Boehner announced Friday that Rep. Candice Miller (R-Mich.) will chair the House Administration Committee -- a committee that Miller wasn't even on until now.
"In her new post, Candice will provide the leadership needed to keep operating costs down, save taxpayer dollars and help lawmakers use new technology to better engage with their constituents," Boehner said in a statement Friday.
Given that Miller wasn't on the committee before, Boehner's move is a fairly transparent response to the criticisms he took -- also from some in his own party -- for failing to tap any women or minorities for committee chair slots. Many called the all-white, all-male lineup of committee chairmanships a bad move, given that Republicans are trying to appeal to both of those groups post-election.

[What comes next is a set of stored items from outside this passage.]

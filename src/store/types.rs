//! Data model for the persisted companion state.
//!
//! Everything here serializes with camelCase field names so a slot written by
//! one build can be read back by the next.

use chrono::{DateTime, Utc};
use serde::{Deserialize, Serialize};

/// Error returned when a string does not name a known variant.
#[derive(Debug, Clone, PartialEq, Eq, thiserror::Error)]
#[error("unknown {kind} '{value}' (expected one of: {expected})")]
pub struct ParseVariantError {
    pub kind: &'static str,
    pub value: String,
    pub expected: &'static str,
}

/// Implements `as_str`, `Display` and `FromStr` for a plain string enum.
macro_rules! string_enum {
    ($name:ident, $label:literal, { $($variant:ident => $text:literal),+ $(,)? }) => {
        impl $name {
            /// Every variant, in declaration order.
            pub const ALL: &'static [$name] = &[$($name::$variant),+];

            pub fn as_str(&self) -> &'static str {
                match self {
                    $($name::$variant => $text),+
                }
            }
        }

        impl std::fmt::Display for $name {
            fn fmt(&self, f: &mut std::fmt::Formatter<'_>) -> std::fmt::Result {
                f.write_str(self.as_str())
            }
        }

        impl std::str::FromStr for $name {
            type Err = ParseVariantError;

            fn from_str(s: &str) -> Result<Self, Self::Err> {
                match s.trim().to_lowercase().as_str() {
                    $($text => Ok($name::$variant),)+
                    _ => Err(ParseVariantError {
                        kind: $label,
                        value: s.to_string(),
                        expected: concat!($($text, " "),+),
                    }),
                }
            }
        }
    };
}

/// Color theme preference.
#[derive(Debug, Clone, Copy, PartialEq, Eq, Default, Serialize, Deserialize)]
#[serde(rename_all = "lowercase")]
pub enum Theme {
    #[default]
    Light,
    Dark,
    /// Follow the operating system color scheme
    System,
}

string_enum!(Theme, "theme", { Light => "light", Dark => "dark", System => "system" });

/// Interface language.
#[derive(Debug, Clone, Copy, PartialEq, Eq, Default, Serialize, Deserialize)]
#[serde(rename_all = "lowercase")]
pub enum Language {
    #[default]
    En,
    Ar,
}

string_enum!(Language, "language", { En => "en", Ar => "ar" });

impl Language {
    /// Whether text in this language runs right-to-left.
    pub fn is_rtl(&self) -> bool {
        matches!(self, Language::Ar)
    }
}

/// Subscription tier.
#[derive(Debug, Clone, Copy, PartialEq, Eq, Default, Serialize, Deserialize)]
#[serde(rename_all = "lowercase")]
pub enum SubscriptionTier {
    #[default]
    Free,
    Premium,
}

string_enum!(SubscriptionTier, "subscription tier", { Free => "free", Premium => "premium" });

/// Self-reported mood attached to a journal entry.
#[derive(Debug, Clone, Copy, PartialEq, Eq, Hash, Serialize, Deserialize)]
#[serde(rename_all = "lowercase")]
pub enum Mood {
    Stressed,
    Anxious,
    Tired,
    Okay,
    Calm,
    Energized,
}

string_enum!(Mood, "mood", {
    Stressed => "stressed",
    Anxious => "anxious",
    Tired => "tired",
    Okay => "okay",
    Calm => "calm",
    Energized => "energized",
});

/// Notification toggles.
#[derive(Debug, Clone, Copy, PartialEq, Eq, Serialize, Deserialize)]
#[serde(rename_all = "camelCase")]
pub struct NotificationPreferences {
    pub nudges: bool,
    pub daily_reminder: bool,
}

impl Default for NotificationPreferences {
    fn default() -> Self {
        Self {
            nudges: true,
            daily_reminder: false,
        }
    }
}

/// Partial update for [`NotificationPreferences`]; `None` keeps the current value.
#[derive(Debug, Clone, Copy, Default, PartialEq, Eq)]
pub struct NotificationPatch {
    pub nudges: Option<bool>,
    pub daily_reminder: Option<bool>,
}

/// User preferences. Overwritten, never deleted.
#[derive(Debug, Clone, PartialEq, Eq, Default, Serialize, Deserialize)]
#[serde(rename_all = "camelCase")]
pub struct UserPreferences {
    pub theme: Theme,
    pub language: Language,
    pub notifications: NotificationPreferences,
    #[serde(default)]
    pub subscription: SubscriptionTier,
}

/// How a journal entry was captured.
#[derive(Debug, Clone, Copy, PartialEq, Eq, Default, Serialize, Deserialize)]
#[serde(rename_all = "lowercase")]
pub enum EntryKind {
    #[default]
    Text,
    Voice,
}

string_enum!(EntryKind, "entry kind", { Text => "text", Voice => "voice" });

/// A journal entry. Immutable once created except for deletion.
#[derive(Debug, Clone, PartialEq, Eq, Serialize, Deserialize)]
#[serde(rename_all = "camelCase")]
pub struct JournalEntry {
    pub id: String,
    #[serde(rename = "type")]
    pub kind: EntryKind,
    /// Entry text, or the recording length (e.g. `"42s"`) for voice entries
    pub content: String,
    #[serde(default, skip_serializing_if = "Option::is_none")]
    pub mood: Option<Mood>,
    pub timestamp: DateTime<Utc>,
}

/// Caller-supplied part of a journal entry; id and timestamp are assigned by the store.
#[derive(Debug, Clone, PartialEq, Eq)]
pub struct NewJournalEntry {
    pub kind: EntryKind,
    pub content: String,
    pub mood: Option<Mood>,
}

impl NewJournalEntry {
    /// A typed entry. Surrounding whitespace is trimmed.
    pub fn text(content: impl AsRef<str>, mood: Option<Mood>) -> Self {
        Self {
            kind: EntryKind::Text,
            content: content.as_ref().trim().to_string(),
            mood,
        }
    }

    /// A voice entry; the recording length stands in for the content.
    pub fn voice(duration_secs: u32, mood: Option<Mood>) -> Self {
        Self {
            kind: EntryKind::Voice,
            content: format!("{duration_secs}s"),
            mood,
        }
    }
}

/// Category of a micro-intervention.
#[derive(Debug, Clone, Copy, PartialEq, Eq, Hash, Serialize, Deserialize)]
#[serde(rename_all = "lowercase")]
pub enum InterventionKind {
    Breathing,
    Grounding,
    Pause,
}

string_enum!(InterventionKind, "intervention kind", {
    Breathing => "breathing",
    Grounding => "grounding",
    Pause => "pause",
});

/// Record of a finished intervention session. Append-only.
#[derive(Debug, Clone, PartialEq, Eq, Serialize, Deserialize)]
#[serde(rename_all = "camelCase")]
pub struct InterventionLog {
    pub id: String,
    #[serde(rename = "type")]
    pub kind: InterventionKind,
    /// Catalog id of the exercise, e.g. `box-breathing`
    #[serde(default, skip_serializing_if = "Option::is_none")]
    pub sub_type: Option<String>,
    pub timestamp: DateTime<Utc>,
    pub duration_seconds: u32,
    pub completed: bool,
}

/// Caller-supplied part of an intervention log.
#[derive(Debug, Clone, PartialEq, Eq)]
pub struct NewInterventionLog {
    pub kind: InterventionKind,
    pub sub_type: Option<String>,
    pub duration_seconds: u32,
    pub completed: bool,
}

/// Categorical bio-load status.
#[derive(Debug, Clone, Copy, PartialEq, Eq, Hash, Serialize, Deserialize)]
#[serde(rename_all = "lowercase")]
pub enum BioStatus {
    Low,
    Optimal,
    High,
    Overload,
}

string_enum!(BioStatus, "bio status", {
    Low => "low",
    Optimal => "optimal",
    High => "high",
    Overload => "overload",
});

/// Upper bound (exclusive) of the `low` band.
pub const LOW_LOAD_BELOW: u8 = 30;
/// Lower bound (inclusive) of the `high` band.
pub const HIGH_LOAD_FROM: u8 = 60;
/// Lower bound (inclusive) of the `overload` band.
pub const OVERLOAD_LOAD_FROM: u8 = 80;

impl BioStatus {
    /// Derive the status band for a load value.
    pub fn from_load(load: u8) -> Self {
        if load < LOW_LOAD_BELOW {
            BioStatus::Low
        } else if load < HIGH_LOAD_FROM {
            BioStatus::Optimal
        } else if load < OVERLOAD_LOAD_FROM {
            BioStatus::High
        } else {
            BioStatus::Overload
        }
    }

    /// Human readable label.
    pub fn label(&self) -> &'static str {
        match self {
            BioStatus::Low => "Low Activity",
            BioStatus::Optimal => "Optimal",
            BioStatus::High => "Elevated",
            BioStatus::Overload => "Stressed",
        }
    }
}

/// Load the bio status returns to whenever a nudge is dismissed.
pub const BASELINE_LOAD: u8 = 35;

/// The single live bio-load reading.
#[derive(Debug, Clone, Copy, PartialEq, Eq, Serialize, Deserialize)]
#[serde(rename_all = "camelCase")]
pub struct BioDataPoint {
    /// Load in 0..=100
    pub current_load: u8,
    pub status: BioStatus,
    pub last_updated: DateTime<Utc>,
}

impl BioDataPoint {
    /// The fixed optimal baseline, stamped now.
    pub fn baseline() -> Self {
        Self {
            current_load: BASELINE_LOAD,
            status: BioStatus::Optimal,
            last_updated: Utc::now(),
        }
    }
}

/// Partial bio status update.
#[derive(Debug, Clone, Copy, Default, PartialEq, Eq)]
pub struct BioPatch {
    /// New load; values above 100 are clamped
    pub current_load: Option<u8>,
    /// Explicit status; derived from the load when absent
    pub status: Option<BioStatus>,
}

/// Category of a proactive nudge.
#[derive(Debug, Clone, Copy, PartialEq, Eq, Default, Serialize, Deserialize)]
#[serde(rename_all = "lowercase")]
pub enum NudgeKind {
    #[default]
    Breathing,
    Grounding,
    Reflection,
}

string_enum!(NudgeKind, "nudge kind", {
    Breathing => "breathing",
    Grounding => "grounding",
    Reflection => "reflection",
});

impl NudgeKind {
    /// Catalog exercise a nudge of this kind leads into. Reflection nudges
    /// point at the journal instead.
    pub fn suggested_intervention(&self) -> Option<&'static str> {
        match self {
            NudgeKind::Breathing => Some("box-breathing"),
            NudgeKind::Grounding => Some("5-4-3-2-1-grounding"),
            NudgeKind::Reflection => None,
        }
    }
}

/// Proactive nudge payload.
#[derive(Debug, Clone, PartialEq, Eq, Default, Serialize, Deserialize)]
pub struct NudgeState {
    pub active: bool,
    pub message: String,
    #[serde(rename = "type")]
    pub kind: NudgeKind,
    /// Why the nudge fired, e.g. "You've been typing fast"
    pub context: String,
}

/// Partial nudge payload; `None` keeps the previous value.
#[derive(Debug, Clone, Default, PartialEq, Eq)]
pub struct NudgePatch {
    pub message: Option<String>,
    pub kind: Option<NudgeKind>,
    pub context: Option<String>,
}

impl NudgePatch {
    pub fn new(message: impl Into<String>, kind: NudgeKind) -> Self {
        Self {
            message: Some(message.into()),
            kind: Some(kind),
            context: None,
        }
    }

    pub fn with_context(mut self, context: impl Into<String>) -> Self {
        self.context = Some(context.into());
        self
    }
}

/// Aggregate root of everything persisted locally.
#[derive(Debug, Clone, PartialEq, Eq, Serialize, Deserialize)]
#[serde(rename_all = "camelCase")]
pub struct SakinaStore {
    pub preferences: UserPreferences,
    pub journal_history: Vec<JournalEntry>,
    #[serde(default)]
    pub intervention_history: Vec<InterventionLog>,
    pub bio_status: BioDataPoint,
    pub nudge: NudgeState,
}

impl Default for SakinaStore {
    fn default() -> Self {
        Self {
            preferences: UserPreferences::default(),
            journal_history: Vec::new(),
            intervention_history: Vec::new(),
            bio_status: BioDataPoint::baseline(),
            nudge: NudgeState::default(),
        }
    }
}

Neither a Boehner spokesman nor a spokeswoman for Miller responded to a request for comment on the timing behind Boehner's decision to give Miller the post.
In terms of seniority, Rep. Gregg Harper (R-Miss.) was next in line to become chair of the House Administration Committee, which means Miller will skip over him to take the helm. The committee's current chairman, Rep. Dan Lungren (R-Calif.), lost in the November election. A Harper spokesman did not respond to a request for comment.
Miller had previously gunned for chair of the House Homeland Security Committee, but that post ended up going to Rep. Michael McCaul (R-Texas).
In a statement, Miller said she is "humbled and honored" to become chair of the House Administration Committee.
A Democratic leadership aide, speaking on background, seemed amused by Boehner's move.
"The Grand Old Patriarchs seem to be subconsciously sending the message to women that their best place in the House is to oversee housekeeping," the aide said.
Earlier in the week, Rep. Virginia Foxx (R-N.C.), one of three women in House Republican leadership, demurred when asked if she thought it was a problem that all of the House Republican committee chairs will be white men in the next Congress. Foxx was just named secretary of the House Republican Conference.
"The three officers of the Conference are all women," Foxx said as she walked quickly past HuffPost. "How about focusing on that?"
Asked again about the lack of women in committee chair posts, she repeated that the party has three women in leadership and pulled a door closed behind her as she walked into a room, shouting back, "Not a problem!"
This story has been updated to reflect comment from an aide for the House Democratic leadership.